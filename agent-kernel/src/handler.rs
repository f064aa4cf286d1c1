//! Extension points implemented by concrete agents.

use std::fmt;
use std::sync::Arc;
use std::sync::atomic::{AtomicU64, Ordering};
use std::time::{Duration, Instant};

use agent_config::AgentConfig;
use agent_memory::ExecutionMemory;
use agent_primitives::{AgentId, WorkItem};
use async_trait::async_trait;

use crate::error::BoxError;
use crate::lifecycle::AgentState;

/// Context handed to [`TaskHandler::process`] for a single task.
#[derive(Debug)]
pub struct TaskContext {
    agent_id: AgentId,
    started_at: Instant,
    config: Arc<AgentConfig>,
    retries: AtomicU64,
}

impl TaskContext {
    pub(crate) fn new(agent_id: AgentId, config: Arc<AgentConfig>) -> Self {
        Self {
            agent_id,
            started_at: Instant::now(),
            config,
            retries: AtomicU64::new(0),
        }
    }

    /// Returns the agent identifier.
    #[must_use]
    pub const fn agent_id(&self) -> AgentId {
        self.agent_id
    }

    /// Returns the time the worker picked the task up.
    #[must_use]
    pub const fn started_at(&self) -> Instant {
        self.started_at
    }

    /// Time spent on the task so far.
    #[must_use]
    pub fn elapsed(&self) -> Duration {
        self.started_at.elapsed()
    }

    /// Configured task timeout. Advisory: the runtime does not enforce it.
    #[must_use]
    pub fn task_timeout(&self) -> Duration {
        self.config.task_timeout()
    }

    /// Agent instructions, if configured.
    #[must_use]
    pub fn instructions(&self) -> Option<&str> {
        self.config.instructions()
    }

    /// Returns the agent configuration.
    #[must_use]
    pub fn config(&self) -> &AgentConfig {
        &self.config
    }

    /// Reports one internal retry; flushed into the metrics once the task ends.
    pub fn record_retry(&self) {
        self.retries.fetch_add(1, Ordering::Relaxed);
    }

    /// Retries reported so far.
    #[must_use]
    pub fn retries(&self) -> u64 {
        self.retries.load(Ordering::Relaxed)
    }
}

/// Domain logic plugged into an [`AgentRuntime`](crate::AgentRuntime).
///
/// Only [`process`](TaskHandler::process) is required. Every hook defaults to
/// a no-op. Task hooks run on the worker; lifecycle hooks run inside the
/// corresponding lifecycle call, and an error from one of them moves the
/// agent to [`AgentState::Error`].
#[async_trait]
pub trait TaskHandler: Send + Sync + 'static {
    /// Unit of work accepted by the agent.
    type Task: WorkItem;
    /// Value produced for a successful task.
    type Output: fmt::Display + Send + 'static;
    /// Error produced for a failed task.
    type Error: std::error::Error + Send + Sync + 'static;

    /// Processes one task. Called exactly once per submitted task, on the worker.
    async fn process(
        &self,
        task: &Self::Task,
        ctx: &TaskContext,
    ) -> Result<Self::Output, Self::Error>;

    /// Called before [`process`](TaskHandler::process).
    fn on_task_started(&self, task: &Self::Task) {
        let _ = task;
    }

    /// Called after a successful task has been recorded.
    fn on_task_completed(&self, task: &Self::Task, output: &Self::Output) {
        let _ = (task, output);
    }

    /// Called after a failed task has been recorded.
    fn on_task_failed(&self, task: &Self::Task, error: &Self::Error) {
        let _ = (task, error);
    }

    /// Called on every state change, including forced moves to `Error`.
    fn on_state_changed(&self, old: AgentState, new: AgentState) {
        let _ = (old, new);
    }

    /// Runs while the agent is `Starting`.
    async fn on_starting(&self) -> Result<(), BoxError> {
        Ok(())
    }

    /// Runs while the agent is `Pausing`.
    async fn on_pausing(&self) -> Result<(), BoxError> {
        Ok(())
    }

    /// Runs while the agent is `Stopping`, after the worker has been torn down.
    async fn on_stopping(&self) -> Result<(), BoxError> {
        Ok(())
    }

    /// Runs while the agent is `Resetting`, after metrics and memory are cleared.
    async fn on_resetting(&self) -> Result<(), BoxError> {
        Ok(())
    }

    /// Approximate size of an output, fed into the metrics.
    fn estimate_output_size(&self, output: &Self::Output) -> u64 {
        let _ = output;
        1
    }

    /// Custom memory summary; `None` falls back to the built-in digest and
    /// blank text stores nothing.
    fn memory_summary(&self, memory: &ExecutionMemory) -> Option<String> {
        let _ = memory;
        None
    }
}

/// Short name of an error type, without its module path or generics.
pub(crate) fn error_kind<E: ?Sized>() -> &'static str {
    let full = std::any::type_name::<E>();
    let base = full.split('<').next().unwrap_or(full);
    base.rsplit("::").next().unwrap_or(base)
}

--- --- ---

About this task:
Pull out all lines from the entries above that include the word "Send".

Solution:
pub trait TaskHandler: Send + Sync + 'static {
    type Output: fmt::Display + Send + 'static;
    type Error: std::error::Error + Send + Sync + 'static;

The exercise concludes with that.